Frankly, when I do that much footwork, I often like to share it with other people. Below, I provide notes on the sites I've become most familiar with and have the most to say about. I set up accounts at RedBubble, Zazzle, Cafepress, and Society6, among others.
How to Make Money with Zazzle and other Print on Demand Services: What I Learned and What I EarnedBelow, I summarize a few key details of each service and how to make money with Zazzle and similar print on demand shops. The summaries include the following:
- Commission: What percentage of each sale does a seller earn?
- Shop visibility: How easy is it for users of the site to find your shop and your products?
- Products available: On what range of products can the service print your image?

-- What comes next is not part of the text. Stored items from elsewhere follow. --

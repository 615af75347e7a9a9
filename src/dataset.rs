//! Discovery of landmark/image pairs on disk.

use anyhow::{Context, Result};
use faceprep_vision::{AlignError, FaceItem, LandmarkSet};
use log::warn;
use std::path::{Path, PathBuf};

use crate::config::PathsConfig;

#[derive(Debug, Default)]
pub struct Discovery {
    pub items: Vec<FaceItem>,
    /// Faces whose landmark file or source image could not be used.
    pub skipped: Vec<(String, AlignError)>,
}

/// Strips `<suffix>.txt` from a landmark file name, returning the image stem.
pub fn landmark_stem<'a>(file_name: &'a str, suffix: &str) -> Option<&'a str> {
    file_name
        .strip_suffix(".txt")
        .and_then(|s| s.strip_suffix(suffix))
        .filter(|s| !s.is_empty())
}

pub fn landmark_path(paths: &PathsConfig, stem: &str) -> PathBuf {
    paths
        .landmark_dir
        .join(format!("{stem}{}.txt", paths.landmark_suffix))
}

pub fn output_path(paths: &PathsConfig, stem: &str) -> PathBuf {
    paths
        .output_dir
        .join(format!("{stem}{}.png", paths.output_suffix))
}

/// First existing `<image_dir>/<stem>.<ext>` over the configured extensions.
pub fn find_image(paths: &PathsConfig, stem: &str) -> Option<PathBuf> {
    paths
        .image_extensions
        .iter()
        .flat_map(|ext| [ext.to_lowercase(), ext.to_uppercase()])
        .map(|ext| paths.image_dir.join(format!("{stem}.{ext}")))
        .find(|p| p.is_file())
}

/// Pairs every landmark file with its source image, sorted by name.
pub fn discover(paths: &PathsConfig) -> Result<Discovery> {
    let mut names: Vec<String> = std::fs::read_dir(&paths.landmark_dir)
        .with_context(|| format!("listing {}", paths.landmark_dir.display()))?
        .filter_map(|entry| entry.ok())
        .filter(|entry| entry.path().is_file())
        .filter_map(|entry| entry.file_name().into_string().ok())
        .filter(|name| landmark_stem(name, &paths.landmark_suffix).is_some())
        .collect();
    names.sort();

    let mut found = Discovery::default();
    for name in names {
        let Some(stem) = landmark_stem(&name, &paths.landmark_suffix) else {
            continue;
        };
        let lm_path = paths.landmark_dir.join(&name);
        match load_item(paths, stem, &lm_path) {
            Ok(item) => found.items.push(item),
            Err(e) => {
                warn!("{}: skipped: {}", stem, e);
                found.skipped.push((stem.to_string(), e));
            }
        }
    }
    Ok(found)
}

fn load_item(paths: &PathsConfig, stem: &str, lm_path: &Path) -> faceprep_vision::Result<FaceItem> {
    let landmarks = LandmarkSet::load(lm_path)?;
    let image_path = find_image(paths, stem).ok_or_else(|| {
        AlignError::missing(
            paths.image_dir.join(stem),
            format!("no image with extension {:?}", paths.image_extensions),
        )
    })?;
    Ok(FaceItem {
        name: stem.to_string(),
        image_path,
        landmarks,
    })
}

- How to make money: Is there a strategy for how to make money with this service that differs from other print on demand printing services?
- Seller intro: Link to the company's introductory information for sellers
I also wanted to know whether the companies offered high quality products, so I test-ordered a few products from each company including postcards, cards and shirts. I was pleased with the quality of all of the products I ordered -- everything appeared to be well-made.
How to Make Money With ZazzleZazzle has the most unique monthly visitors of the services I reviewed.
- Commission: You set your own commission.
- Shop visibility: The site has 25 million unique customers each month (as of 2013) and you get a free shop on the site where you can list an unlimited number of products.
- Products available: Over 350 products. You want it? They've got it.
- How to make money with Zazzle: The site may have 25 million unique monthly customers, but you need to tag your designs for customers to be able to find them. It helps, of course, if you promote your own work through other means as well. Unless you promote your own work and make careful and diligent use of Zazzle's tags, design categorization tool, and "power tags," no one will find your designs. You can also make money through Zazzle Affiliate Sales: you link to other Zazzle designers' products, and if someone makes a purchase after following your link, you get a cut of the profit.
- Zazzle's seller intro: http://www.zazzle.com/sell/designers
How to Make Money With Cafepress
Cafepress is similar, though slightly smaller and with slightly less favorable commission settings.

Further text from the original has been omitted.